Abstracción bárbara en la casa de los excéntricos
The strange man is all that exists, treading the long and lonely road. But who is he? A magician who turns everything into nothing, no-one into someone, nothing into everything. Is he a philosophy? A history? A drama, or a novel? A religion? An art? Nobody knows. He doesn’t know either. All I know is that he’s done something right, despite the crushing weight of futility. He’s someone new, special, someone who doesn’t only disintegrate trees, evil beasts, giants and dwarves: above all, he disintegrates himself.
What is the psychology of savage abstraction? Abstraction, here, means exaltation and detachment. Psychology becomes distanced from the subject, and it takes on greater objective meaning.
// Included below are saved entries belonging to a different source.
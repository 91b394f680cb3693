//! Validated, serializable configuration surface.
//!
//! Defaults mirror the original `LinearRAGConfig` one-for-one (see
//! `SPEC_FULL.md` §6 and DESIGN.md). Unlike the source, construction never
//! panics: [`RetrievalConfig::validate`] is called explicitly and returns a
//! `Result`, per the teacher's "explicit configuration struct" design note.

use serde::{Deserialize, Serialize};

use crate::error::{LinearRagError, Result};

#[derive(Debug, Clone, Serialize, Deserialize)]
#[serde(default)]
pub struct RetrievalConfig {
    // ---- I/O ----
    pub working_dir: String,
    pub dataset_name: String,
    pub batch_size: usize,
    pub max_workers: usize,

    // ---- Retrieval ----
    pub retrieval_top_k: usize,
    pub max_iterations: usize,
    pub iteration_threshold: f32,
    pub top_k_sentence: usize,
    pub use_candidate_filtering: bool,
    pub candidate_pool_size: usize,
    pub passage_ratio: f32,
    pub passage_node_weight: f32,
    pub damping: f32,

    // ---- Hypergraph ----
    pub use_hypergraph: bool,
    pub min_entities_per_hyperedge: usize,
    pub max_entities_per_hyperedge: usize,
    pub max_hyperedge_score_boost: f32,
    pub hyperedge_top_k: usize,
    pub hyperedge_node_weight: f32,
    pub hyperedge_retrieval_threshold: f32,
    pub hyperedge_entity_boost: f32,

    // ---- Incremental indexing / caching ----
    pub enable_incremental_index: bool,
    pub enable_multi_level_cache: bool,
    pub cache_dir: String,

    // ---- LM driver (ambient, used only by linearrag-bin) ----
    pub lm_timeout_secs: u64,
    pub lm_worker_cap: usize,
}

impl Default for RetrievalConfig {
    fn default() -> Self {
        Self {
            working_dir: "import".to_string(),
            dataset_name: "default".to_string(),
            batch_size: 32,
            max_workers: 4,

            retrieval_top_k: 3,
            max_iterations: 2,
            iteration_threshold: 0.3,
            top_k_sentence: 5,
            use_candidate_filtering: true,
            candidate_pool_size: 500,
            passage_ratio: 0.7,
            passage_node_weight: 1.0,
            damping: 0.85,

            use_hypergraph: true,
            min_entities_per_hyperedge: 2,
            max_entities_per_hyperedge: 10,
            max_hyperedge_score_boost: 1.5,
            hyperedge_top_k: 30,
            hyperedge_node_weight: 1.2,
            hyperedge_retrieval_threshold: 0.3,
            hyperedge_entity_boost: 1.2,

            enable_incremental_index: true,
            enable_multi_level_cache: true,
            cache_dir: "cache".to_string(),

            lm_timeout_secs: 60,
            lm_worker_cap: 2,
        }
    }
}

impl RetrievalConfig {
    /// Validates the tunables that have a semantically required range.
    /// Called explicitly by `Indexer`/`HybridRetriever` constructors rather
    /// than at deserialization time, so partially-built configs can still be
    /// mutated before use.
    pub fn validate(&self) -> Result<()> {
        if !(0.0..1.0).contains(&self.damping) {
            return Err(LinearRagError::InvalidConfig(format!(
                "damping must be in (0,1), got {}",
                self.damping
            )));
        }
        if !(0.0..=1.0).contains(&self.passage_ratio) {
            return Err(LinearRagError::InvalidConfig(format!(
                "passage_ratio must be in [0,1], got {}",
                self.passage_ratio
            )));
        }
        if self.max_iterations == 0 {
            return Err(LinearRagError::InvalidConfig(
                "max_iterations must be >= 1".to_string(),
            ));
        }
        if self.retrieval_top_k == 0 {
            return Err(LinearRagError::InvalidConfig(
                "retrieval_top_k must be >= 1".to_string(),
            ));
        }
        if self.min_entities_per_hyperedge < 2 {
            return Err(LinearRagError::InvalidConfig(
                "min_entities_per_hyperedge must be >= 2".to_string(),
            ));
        }
        if self.min_entities_per_hyperedge > self.max_entities_per_hyperedge {
            return Err(LinearRagError::InvalidConfig(
                "min_entities_per_hyperedge must be <= max_entities_per_hyperedge".to_string(),
            ));
        }
        if self.max_hyperedge_score_boost < 1.0 {
            return Err(LinearRagError::InvalidConfig(
                "max_hyperedge_score_boost must be >= 1.0".to_string(),
            ));
        }
        if self.max_workers == 0 {
            return Err(LinearRagError::InvalidConfig(
                "max_workers must be >= 1".to_string(),
            ));
        }
        Ok(())
    }

    /// The worker cap for the LM caller pool: `min(2, max_workers)`.
    pub fn lm_pool_size(&self) -> usize {
        self.lm_worker_cap.min(self.max_workers)
    }

    /// Root directory for this config's namespace: `<working_dir>/<dataset_name>`.
    pub fn namespace_dir(&self) -> std::path::PathBuf {
        std::path::Path::new(&self.working_dir).join(&self.dataset_name)
    }
}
Matters of psychology are no longer a mere human ingredient, but rather an objective function of the physical artwork, of sculpture. Psychology moves from the specific to the general, from interpretation to the purely material. The pendulum swings between savageness and abstraction. They are not mutually exclusive. They become one. Detached psychology, inherent to abstraction, joins them by means of a magical connection. Even before the great outdoors gives these stone images a semblance of scenic obviousness, the connection must already have been there.
What is time? It never actually appears anywhere. Nobody even denies this. It simply does not appear; it is not taken into consideration. Today is like yesterday, like tomorrow and like today.
In its pure state, time is spellbound. In this state, savage sculpture emerges. Without any friction. Savage sculpture does not engage with time; time engages with it. It is not affected by the pace of historical process. It does not float in the river. It stays on the riverbank, motionless, watching on.
Text by Stefan Rinck
Stefan Rinck (Germany, 1973) returns to Galería Alegría to present his exhibition Abstracción bárbara en la casa de los excéntricos. Joined by his characteristic cohort of stone figures and inscrutable idols, the artist takes over our main exhibition space with a new collection of sculptures that show striking originality and a bold central conceit. This exhibition further bolsters Rinck’s position as a unique voice in contemporary international sculpture.
In this new show, Stefan Rinck explores the concept he calls “savage abstraction”, a term he uses to try and identify that hazy area where history, psychology, ritual, fantasy, magic, aesthetics and manual skill all converge, those different approaches which bring to the surface all the mutant offspring and wondrous beasts that we have sought to hide away in the corners of our collective subconscious. Rinck, like a kind of modern shaman, throws himself into savage and unbiased sculpture, one which is capable of summoning supernatural creatures. The German artist revisits, as such, a recurring theme in his work: the persistence of the monster and the divine beast in the contemporary mindset. This time, however, he does not limit himself to exploring the mere concrete form of the idol, but rather its capacity to act as an echo chamber for more abstract concepts.
As a result, the analytical forms of contemporary life are called into question, given the frustrating survival of all those impulses that progress itself seems unable to quash. From these impulses, Rinck extracts his own peculiar and carnivalesque theogony. Furthermore, the idol’s stony ruthlessness is joined, this time, by the contrasting nature of those “eccentrics”, who could in fact be any one of us, as the powerless, confounded spectators we are. The present relevance of this work, which is both acutely amusing and disturbing, lies in its reverential fear of the unknown and the sublime ridiculousness of what is overly human.
The sheer mastery and undeniable quality of the sculptural work in Savage Abstraction in the House of the Eccentrics reveals a pantheon of cruel, parodic and inquisitive presences. The multiplicity of materials, the skill with which they have been handled and the overall sculptural calibre invite the spectator to become lost within the considered composition of these pieces, in all their emphatic presence. The work as a whole, full of detail, takes us back to our childhood obsessions with myths, monsters and marvellous beasts. As a new slant on this, and alongside beings that reflect the artist’s own obsessions (crocodiles, skulls, gnomes and demons), we find new creatures define by colder, more fearsome geometries. There is a certain chilling, mechanical quality to them, and there are also some more current and terrible gods… We witness new prophecies and new tensions: ultimately, these are new paths for such an extraordinary sculptor.
Stefan Rinck thus shows, in this new exhibition, that he can make stones talk, and he can bring to life those sardonic and sinister idols that we have long tried to forget, but which have managed to claw their way back to us, now in the form of his majestic sculptures. Therefore, it is a rare privilege for us that our gallery has become his “House of the Eccentrics”, hosting work of such savage and uncanny abstraction.